Monica Haller and Sebastian Müllauer with contributions from others, Listening to the Mississippi

A river is always going somewhere, always coming from somewhere. As it passes, the sound we hear is the movement of water from before and after, the past and the future. Whatever present moment the river might invite us to, it is a thick moment, a moment in motion. From 2013 when it began, to its first “listening action” as part of the Mississippi. An Anthropocene River, this project has been trying to create conditions to perceive gaps between what literally cannot be seen and heard in nature, but which already and always exists in a place. Imaginative listening is needed for this; this works asks if and how this kind of listening possible, and which form it might take.

Listening to the Mississippi is an iterative project that has unfolded since 2013 and currently manifests as a sound composition and traveling listening station. Using underwater recordings gathered in 2015 by artists Monica Haller and Sebastian Müllauer that span the river from the headwaters to the Gulf, Listening to the Mississippi asks listeners to orient themselves to the river through their sense of sound, rather than by sight alone.

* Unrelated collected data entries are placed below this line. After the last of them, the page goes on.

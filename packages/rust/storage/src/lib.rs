//! File-backed persistence for assetenrich.
//!
//! - [`checkpoint`]: the JSON checkpoint between a batch run and later
//!   export, retry or re-normalization
//! - [`tabular`]: CSV record source (input spreadsheet) and export sink
//!
//! Both sides sit behind traits ([`RecordSource`], [`RecordSink`]) so the
//! pipeline can run against in-memory fakes.

pub mod checkpoint;
pub mod tabular;

pub use checkpoint::{find_unenriched, load_checkpoint, reconstruct, save_checkpoint, save_persisted};
pub use tabular::{CsvSink, CsvSource, RecordSink, RecordSource};
//! HTTP lookup provider.
//!
//! Substitutes the serial number into the configured support-page URL, fetches
//! it, and returns the text of the first element matching the configured
//! selector.

use async_trait::async_trait;
use reqwest::Client;
use scraper::{Html, Selector};
use tracing::{debug, instrument};
use url::Url;

use assetenrich_shared::{EnrichError, LookupConfig, Result};

use crate::LookupProvider;

/// User-Agent string for lookup requests.
const USER_AGENT: &str = concat!("assetenrich/", env!("CARGO_PKG_VERSION"));

/// Scrapes warranty dates from a vendor support page.
pub struct HttpLookupProvider {
    config: LookupConfig,
    client: Client,
    selector: Selector,
}

impl HttpLookupProvider {
    /// Create a provider from the `[lookup]` config section.
    pub fn new(config: LookupConfig) -> Result<Self> {
        let selector = Selector::parse(&config.selector).map_err(|e| {
            EnrichError::config(format!("invalid lookup selector {:?}: {e:?}", config.selector))
        })?;

        let client = Client::builder()
            .user_agent(USER_AGENT)
            .redirect(reqwest::redirect::Policy::limited(5))
            .build()
            .map_err(|e| EnrichError::config(format!("failed to build HTTP client: {e}")))?;

        Ok(Self {
            config,
            client,
            selector,
        })
    }

    async fn fetch_page(&self, key: &str, url: &Url) -> Result<String> {
        let response = self
            .client
            .get(url.as_str())
            .send()
            .await
            .map_err(|e| EnrichError::lookup(key, format!("{url}: {e}")))?;

        let status = response.status();
        if !status.is_success() {
            return Err(EnrichError::lookup(key, format!("{url}: HTTP {status}")));
        }

        response
            .text()
            .await
            .map_err(|e| EnrichError::lookup(key, format!("{url}: body read failed: {e}")))
    }
}

#[async_trait]
impl LookupProvider for HttpLookupProvider {
    #[instrument(skip(self), fields(provider = "http"))]
    async fn fetch(&self, lookup_key: &str) -> Result<String> {
        let url = self.config.url_for(lookup_key)?;
        debug!(%url, "fetching warranty page");

        let body = self.fetch_page(lookup_key, &url).await?;
        extract_text(&body, &self.selector).ok_or_else(|| {
            EnrichError::lookup(
                lookup_key,
                format!("element {:?} not found on {url}", self.config.selector),
            )
        })
    }

    fn name(&self) -> &str {
        "http"
    }
}

/// Text of the first non-empty element matching `selector`, whitespace collapsed.
fn extract_text(body: &str, selector: &Selector) -> Option<String> {
    let doc = Html::parse_document(body);
    doc.select(selector)
        .map(|el| el.text().collect::<Vec<_>>().join(" "))
        .map(|text| text.split_whitespace().collect::<Vec<_>>().join(" "))
        .find(|text| !text.is_empty())
}

#[cfg(test)]
mod tests {
    use super::*;

    const WARRANTY_PAGE: &str = r#"<html><body>
        <div id="ps-inlineWarranty">
            <div class="flex-wrap d-flex">
                <div><p>
                    Expires
                    01 Jan 2026
                </p></div>
            </div>
        </div>
    </body></html>"#;

    fn config_for(server: &wiremock::MockServer) -> LookupConfig {
        LookupConfig {
            url_template: format!("{}/warranty?tag={{key}}", server.uri()),
            ..LookupConfig::default()
        }
    }

    #[test]
    fn extract_text_collapses_whitespace() {
        let selector = Selector::parse("#ps-inlineWarranty p").unwrap();
        assert_eq!(
            extract_text(WARRANTY_PAGE, &selector).as_deref(),
            Some("Expires 01 Jan 2026")
        );
    }

    #[test]
    fn extract_text_skips_empty_matches() {
        let html = "<div><p class=\"d\">  </p><p class=\"d\">Expires 02 Feb 2027</p></div>";
        let selector = Selector::parse("p.d").unwrap();
        assert_eq!(
            extract_text(html, &selector).as_deref(),
            Some("Expires 02 Feb 2027")
        );
    }

    #[test]
    fn invalid_selector_is_config_error() {
        let config = LookupConfig {
            selector: "p[".into(),
            ..LookupConfig::default()
        };
        let err = HttpLookupProvider::new(config).err().expect("should fail");
        assert!(matches!(err, EnrichError::Config { .. }));
    }

    #[tokio::test]
    async fn fetches_warranty_text() {
        let server = wiremock::MockServer::start().await;

        wiremock::Mock::given(wiremock::matchers::method("GET"))
            .and(wiremock::matchers::path("/warranty"))
            .and(wiremock::matchers::query_param("tag", "SN1"))
            .respond_with(wiremock::ResponseTemplate::new(200).set_body_string(WARRANTY_PAGE))
            .mount(&server)
            .await;

        let provider = HttpLookupProvider::new(config_for(&server)).unwrap();
        let text = provider.fetch("SN1").await.unwrap();
        assert_eq!(text, "Expires 01 Jan 2026");
    }

    #[tokio::test]
    async fn http_error_is_lookup_failure() {
        let server = wiremock::MockServer::start().await;

        wiremock::Mock::given(wiremock::matchers::path("/warranty"))
            .respond_with(wiremock::ResponseTemplate::new(503))
            .mount(&server)
            .await;

        let provider = HttpLookupProvider::new(config_for(&server)).unwrap();
        let err = provider.fetch("SN2").await.unwrap_err();
        assert!(matches!(err, EnrichError::Lookup { ref key, .. } if key == "SN2"));
        assert!(err.to_string().contains("503"));
    }

    #[tokio::test]
    async fn missing_element_is_lookup_failure() {
        let server = wiremock::MockServer::start().await;

        wiremock::Mock::given(wiremock::matchers::path("/warranty"))
            .respond_with(
                wiremock::ResponseTemplate::new(200)
                    .set_body_string("<html><body><p>No warranty found</p></body></html>"),
            )
            .mount(&server)
            .await;

        let provider = HttpLookupProvider::new(config_for(&server)).unwrap();
        let err = provider.fetch("SN3").await.unwrap_err();
        assert!(err.is_record_failure());
        assert!(err.to_string().contains("not found"));
    }
}
//! Shared types, error model, and configuration for assetenrich.
//!
//! This crate is the foundation depended on by all other assetenrich crates.
//! It provides:
//! - [`EnrichError`]: the unified error type
//! - Domain types ([`Record`], [`EnrichmentState`], [`PersistedRecord`], [`ExportRow`], [`BatchId`])
//! - Date normalization ([`DateNormalizer`], [`display`])
//! - Configuration ([`AppConfig`], [`BatchConfig`], config loading)

pub mod config;
pub mod date;
pub mod error;
pub mod types;

// Re-export public API at crate root for ergonomic imports.
pub use config::{
    AppConfig, BatchConfig, DefaultsConfig, KEY_PLACEHOLDER, LookupConfig, SourceConfig,
    config_dir, config_file_path, init_config, load_config, load_config_from, validate_config,
};
pub use date::{DISPLAY_FORMAT, DateNormalizer, PROVIDER_FORMAT, display};
pub use error::{EnrichError, Result};
pub use types::{BatchId, EnrichmentState, ExportRow, PersistedRecord, Record};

The project seeks to understand the Mississippi as a dynamic condition that includes the past and the present and stretches across a great distance. Through the use of mobile listening packs that include headphones, a felted mat, and listening notes, the project cultivates distinct moments of engagement that accumulate through compilations of sound and the activation of other senses: sight, smell, and even touch.

Listening to the Mississippi has seen Monica Moses Haller collaborate with artists from a diverse range of disciplines. The most recent iteration of the project, part of the installation The Current shown at HKW in Berlin in fall 2020, brought together the work of composers Judd Greenstein and Michi Wiancko with designer Matthew Rezac, with further written contributions by Tia-Simone Gardner, Matt Rahaim, and Monique Verdin among many others. Crossing through a variety of media, the contribution evoked a sensorial approach to the Mississippi’s fluvial spaces—in spite of great distance to its site of reference and, in the online version, in spite of the disconnect following social distancing regulations during the COVID-19 pandemic.

For Mississippi. An Anthropocene River (2019), mobile listening packs were created that included headphones, a felted mat, and listening notes. Artists Erika Terwilliger, Prerna, Harriet Matzdorf, and Monica Haller made these packs to transport, hold, and support Wiancko and Greenstein’s composition. The listening pack invites the listener to sit, stay, linger, and be present where they are. It is designed to be mobile and adaptable for listening at both rural and urban sites along the riverbank, from the Upper Mississippi to New Orleans. Visitors arriving at each listening station can check out a listening pack and explore the composition at their own pace, walking where they choose along levees and river battures, and adjacent woodlands.